Combine 3 cups whipping cream, 1 cup milk and 1/2 cup sugar in heavy large saucepan. Bring to simmer over medium heat, stirring until sugar dissolves. Remove from heat. Add 10 ounces white chocolate (about 1 3/4 cups) and stir until melted and smooth. Whisk yolks and eggs in large bowl to blend. Gradually whisk in warm chocolate mixture.
Place bread cubes in a 2-quart glass baking dish. Add half of the chocolate mixture. Press bread cubes into chocolate mixture. Let stand 15 minutes. Gently mix in remaining chocolate mixture and immediately fold in raspberries. Sprinkle with two tablespoons of sugar. Lightly spray or oil a piece of foil and cover dish tightly.
Place the pan with the bread pudding in the larger pan and add enough boiling water to come half-way up the side.
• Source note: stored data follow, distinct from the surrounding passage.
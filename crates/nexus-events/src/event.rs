//! Event types for the Nexus event bus.

use chrono::{DateTime, Utc};
use nexus_core::{ArtifactCollection, ConnectionStatus};
use serde::{Deserialize, Serialize};
use uuid::Uuid;

/// Metadata attached to every event.
#[derive(Debug, Clone, Serialize, Deserialize)]
pub struct EventMetadata {
    /// Unique event identifier.
    pub event_id: Uuid,
    /// When the event was created.
    pub timestamp: DateTime<Utc>,
    /// Source component that generated the event.
    pub source: String,
}

impl EventMetadata {
    /// Create new event metadata stamped with the current time.
    #[must_use]
    pub fn new(source: impl Into<String>) -> Self {
        Self {
            event_id: Uuid::new_v4(),
            timestamp: Utc::now(),
            source: source.into(),
        }
    }
}

impl Default for EventMetadata {
    fn default() -> Self {
        Self::new("unknown")
    }
}

/// All events that travel the Nexus event bus.
///
/// Each variant carries the affected `server_name` and metadata stamped
/// at construction. Events are process-internal; there is no wire format.
#[derive(Debug, Clone, Serialize, Deserialize)]
#[serde(tag = "type", rename_all = "snake_case")]
pub enum NexusEvent {
    /// An MCP server's connection status changed.
    ConnectionStatusChanged {
        /// Event metadata.
        metadata: EventMetadata,
        /// Name of the server whose status changed.
        server_name: String,
        /// New connection status.
        status: ConnectionStatus,
        /// Previous connection status, if any was recorded.
        previous_status: Option<ConnectionStatus>,
    },

    /// Progress during reconnection attempts for a server.
    ReconnectProgress {
        /// Event metadata.
        metadata: EventMetadata,
        /// Name of the server being reconnected.
        server_name: String,
        /// Current attempt number (1-based).
        attempt: u32,
        /// Maximum number of attempts.
        max_attempts: u32,
        /// Seconds until the next retry.
        next_retry_secs: f64,
    },

    /// Artifacts were fetched for a server.
    ArtifactsFetched {
        /// Event metadata.
        metadata: EventMetadata,
        /// Name of the server.
        server_name: String,
        /// The fetched artifacts.
        artifacts: ArtifactCollection,
        /// Whether the artifacts differ from the cached version.
        changed: bool,
    },
}

impl NexusEvent {
    /// A short type tag for logging and filtering.
    #[must_use]
    pub fn event_type(&self) -> &'static str {
        match self {
            Self::ConnectionStatusChanged { .. } => "connection_status_changed",
            Self::ReconnectProgress { .. } => "reconnect_progress",
            Self::ArtifactsFetched { .. } => "artifacts_fetched",
        }
    }

    /// The server this event concerns.
    #[must_use]
    pub fn server_name(&self) -> &str {
        match self {
            Self::ConnectionStatusChanged { server_name, .. }
            | Self::ReconnectProgress { server_name, .. }
            | Self::ArtifactsFetched { server_name, .. } => server_name,
        }
    }

    /// The metadata stamped at construction.
    #[must_use]
    pub fn metadata(&self) -> &EventMetadata {
        match self {
            Self::ConnectionStatusChanged { metadata, .. }
            | Self::ReconnectProgress { metadata, .. }
            | Self::ArtifactsFetched { metadata, .. } => metadata,
        }
    }
}

#[cfg(test)]
mod tests {
    use super::*;

    #[test]
    fn test_event_type_and_server() {
        let event = NexusEvent::ConnectionStatusChanged {
            metadata: EventMetadata::new("test"),
            server_name: "docs".to_string(),
            status: ConnectionStatus::Connected,
            previous_status: Some(ConnectionStatus::Connecting),
        };
        assert_eq!(event.event_type(), "connection_status_changed");
        assert_eq!(event.server_name(), "docs");
    }

    #[test]
    fn test_metadata_timestamp_monotonicity() {
        let before = Utc::now();
        let event = NexusEvent::ReconnectProgress {
            metadata: EventMetadata::new("test"),
            server_name: "docs".to_string(),
            attempt: 1,
            max_attempts: 10,
            next_retry_secs: 1.0,
        };
        assert!(event.metadata().timestamp >= before);
    }
}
Place in oven.
Bake pudding about 55 minutes. Uncover and bake until top is golden brown, about 15 minutes longer. Don’t bake until “crunchy” just until lightly colored and the pudding is slightly firm to the touch. The total baking pan may vary in different ovens and using different casseroles. If not done in 15 minutes, watch closely.
Transfer pudding to rack and cool slightly. (Can be prepared 1 day ahead. Cover with foil and refrigerate. Rewarm covered pudding in 350°F oven for 30 minutes before serving or if desired, the chilled pudding may be cut into neat squares and warmed slightly in the microwave. The consistency of the warm pudding will be very soft and scoopable, unable to be cut.)
Bring remaining 1/2 cup cream to simmer in heavy medium saucepan. Remove saucepan from heat. Add remaining 8 ounces white chocolate and stir until melted and smooth. Add 3 tablespoons Amaretto and gently mix.
Serve pudding warm with warm white chocolate sauce.
Note: the white chocolate sauce may be made with a tablespoon of vanilla, but add two tablespoons of milk if the substitution is made.
Keywords: Alcohol, Amaretto, bread pudding, Cajun & Creole, Chocolate, Commander's Palace, Desserts, Fruit, Fruit Desserts, leftover bread, Raspberries, white chocolate
I have been having a lot of fun experimenting with my Dad’s good camera! The photo is the glass dish were from his good Nikon, the others from my point and shoot. I can see a huge difference in quality, but need to experiment more with settings and figure out the lighting with the good camera – it is so much easier to get better “in perspective” photos with the big camera.
I’ll be bringing this White Chocolate Bread Pudding with Amaretto White Chocolate Sauce to Throwback Thursday (I am so happy to be a co-host – yay!) and Fiesta Friday this week – FF is hosted by two of my favorite bloggers, Johanne@French Gardener Dishes and Liz@spades, spatulas & spoons.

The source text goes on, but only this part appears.